Over the past month, I've been regularly adding MCT oil to my diet.  My muscles have behaved much better with added MCT oil.  I'm going to stick with this for several more months and reevaluate, but my current thinking is that it is going to end up being a permanent dietary change.

MCT oil apparently has a smoking point of 350 degrees, so it is a bit limited as to how it can be used.  An easy way to incorporate MCT oil is substituting it for regular oil in cookie and brownie recipes and boxed mixes.  If using boxed mixes, look for ones that have minimal fat already in the mix.  Pillsbury makes a brownie mix with less than 5% of calories from fat in the boxed ingredients.

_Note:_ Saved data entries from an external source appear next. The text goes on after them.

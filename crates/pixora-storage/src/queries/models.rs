// SPDX-FileCopyrightText: 2026 Pixora Contributors
// SPDX-License-Identifier: MIT OR Apache-2.0

//! Model record CRUD and the conditional status transition.

use std::str::FromStr;

use pixora_core::PixoraError;
use pixora_core::types::{Hyperparameters, ModelRecord, NewModelRecord, StatusUpdate, TrainingStatus};
use rusqlite::types::{Type, Value};
use rusqlite::{OptionalExtension, params, params_from_iter};

use crate::database::{Database, map_tr_err};

const MODEL_COLUMNS: &str = "id, user_id, model_id, model_name, trigger_word, autocaption,
    autocaption_prefix, autocaption_suffix, training_steps, training_batch_size, learning_rate,
    lora_rank, resolution, caption_dropout_rate, optimizer, cache_latents_to_disk,
    layers_to_optimize_regex, gradient_checkpointing, training_id, training_status,
    training_time, model_version, created_at";

fn row_to_model(row: &rusqlite::Row<'_>) -> rusqlite::Result<ModelRecord> {
    let status: String = row.get(19)?;
    let training_status = TrainingStatus::from_str(&status)
        .map_err(|e| rusqlite::Error::FromSqlConversionFailure(19, Type::Text, Box::new(e)))?;
    Ok(ModelRecord {
        id: row.get(0)?,
        user_id: row.get(1)?,
        model_id: row.get(2)?,
        model_name: row.get(3)?,
        hyperparameters: Hyperparameters {
            trigger_word: row.get(4)?,
            autocaption: row.get(5)?,
            autocaption_prefix: row.get(6)?,
            autocaption_suffix: row.get(7)?,
            steps: row.get(8)?,
            batch_size: row.get(9)?,
            learning_rate: row.get(10)?,
            lora_rank: row.get(11)?,
            resolution: row.get(12)?,
            caption_dropout_rate: row.get(13)?,
            optimizer: row.get(14)?,
            cache_latents_to_disk: row.get(15)?,
            layers_to_optimize_regex: row.get(16)?,
            gradient_checkpointing: row.get(17)?,
        },
        training_id: row.get(18)?,
        training_status,
        training_time: row.get(20)?,
        model_version: row.get(21)?,
        created_at: row.get(22)?,
    })
}

/// Insert a model record and return its row id.
pub async fn insert_model(db: &Database, record: &NewModelRecord) -> Result<i64, PixoraError> {
    let r = record.clone();
    db.connection()
        .call(move |conn| {
            let hp = &r.hyperparameters;
            conn.execute(
                "INSERT INTO models (user_id, model_id, model_name, trigger_word, autocaption,
                    autocaption_prefix, autocaption_suffix, training_steps, training_batch_size,
                    learning_rate, lora_rank, resolution, caption_dropout_rate, optimizer,
                    cache_latents_to_disk, layers_to_optimize_regex, gradient_checkpointing,
                    training_id, training_status)
                 VALUES (?1, ?2, ?3, ?4, ?5, ?6, ?7, ?8, ?9, ?10, ?11, ?12, ?13, ?14, ?15, ?16,
                    ?17, ?18, ?19)",
                params![
                    r.user_id,
                    r.model_id,
                    r.model_name,
                    hp.trigger_word,
                    hp.autocaption,
                    hp.autocaption_prefix,
                    hp.autocaption_suffix,
                    hp.steps,
                    hp.batch_size,
                    hp.learning_rate,
                    hp.lora_rank,
                    hp.resolution,
                    hp.caption_dropout_rate,
                    hp.optimizer,
                    hp.cache_latents_to_disk,
                    hp.layers_to_optimize_regex,
                    hp.gradient_checkpointing,
                    r.training_id,
                    r.training_status.to_string(),
                ],
            )?;
            Ok(conn.last_insert_rowid())
        })
        .await
        .map_err(map_tr_err)
}

/// Most recent record for `(user_id, model_name)`.
///
/// A user may train the same display name more than once; the newest row is
/// the one a webhook for that name refers to.
pub async fn find_model(
    db: &Database,
    user_id: &str,
    model_name: &str,
) -> Result<Option<ModelRecord>, PixoraError> {
    let user_id = user_id.to_string();
    let model_name = model_name.to_string();
    db.connection()
        .call(move |conn| {
            conn.query_row(
                &format!(
                    "SELECT {MODEL_COLUMNS} FROM models
                     WHERE user_id = ?1 AND model_name = ?2
                     ORDER BY id DESC LIMIT 1"
                ),
                params![user_id, model_name],
                row_to_model,
            )
            .optional()
        })
        .await
        .map_err(map_tr_err)
}

/// A model record by row id.
pub async fn get_model(db: &Database, id: i64) -> Result<Option<ModelRecord>, PixoraError> {
    db.connection()
        .call(move |conn| {
            conn.query_row(
                &format!("SELECT {MODEL_COLUMNS} FROM models WHERE id = ?1"),
                params![id],
                row_to_model,
            )
            .optional()
        })
        .await
        .map_err(map_tr_err)
}

/// All of an owner's models, newest first.
pub async fn list_models(db: &Database, user_id: &str) -> Result<Vec<ModelRecord>, PixoraError> {
    let user_id = user_id.to_string();
    db.connection()
        .call(move |conn| {
            let mut stmt = conn.prepare(&format!(
                "SELECT {MODEL_COLUMNS} FROM models WHERE user_id = ?1 ORDER BY id DESC"
            ))?;
            let rows = stmt.query_map(params![user_id], row_to_model)?;
            rows.collect::<Result<Vec<_>, _>>()
        })
        .await
        .map_err(map_tr_err)
}

/// Delete an owner's model. Rows owned by someone else are left alone.
pub async fn delete_model(db: &Database, user_id: &str, id: i64) -> Result<bool, PixoraError> {
    let user_id = user_id.to_string();
    db.connection()
        .call(move |conn| {
            let removed = conn.execute(
                "DELETE FROM models WHERE id = ?1 AND user_id = ?2",
                params![id, user_id],
            )?;
            Ok(removed == 1)
        })
        .await
        .map_err(map_tr_err)
}

/// Compare-and-set on `training_status`.
///
/// The row changes only when its current status is one of `from`.
/// `training_time` and `model_version` are written only when present.
pub async fn transition_model_status(
    db: &Database,
    id: i64,
    from: &[TrainingStatus],
    update: &StatusUpdate,
) -> Result<bool, PixoraError> {
    if from.is_empty() {
        return Ok(false);
    }

    let placeholders = (0..from.len())
        .map(|i| format!("?{}", i + 5))
        .collect::<Vec<_>>()
        .join(", ");
    let sql = format!(
        "UPDATE models
         SET training_status = ?1,
             training_time = COALESCE(?2, training_time),
             model_version = COALESCE(?3, model_version)
         WHERE id = ?4 AND training_status IN ({placeholders})"
    );

    let mut values = vec![
        Value::Text(update.status.to_string()),
        update.training_time.map_or(Value::Null, Value::Real),
        update
            .model_version
            .clone()
            .map_or(Value::Null, Value::Text),
        Value::Integer(id),
    ];
    values.extend(from.iter().map(|s| Value::Text(s.to_string())));

    db.connection()
        .call(move |conn| {
            let changed = conn.execute(&sql, params_from_iter(values.iter()))?;
            Ok(changed == 1)
        })
        .await
        .map_err(map_tr_err)
}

Because the goal of adding MCT oil is to develop a tasty and well-tolerated MCT delivery system, I haven't cut the amount of MCT oil in the recipes.  That said, MCT oil appears to saturate the food far better than regular oil -- the food is far more moist than with normal oil.  It hasn't been an issue for me (kind of a plus), but there is a difference in texture.

Also, be sure to label your food as "MCT Oil".  Hypothetically, if my daughter's friend slept over, smelled freshly baked cookies, didn't know they had MCT Oil, ate a dozen of them (without asking!) and then destroyed the bathroom, that wouldn't be good.  MCT Oil is tough on the stomach.  So label, label, label.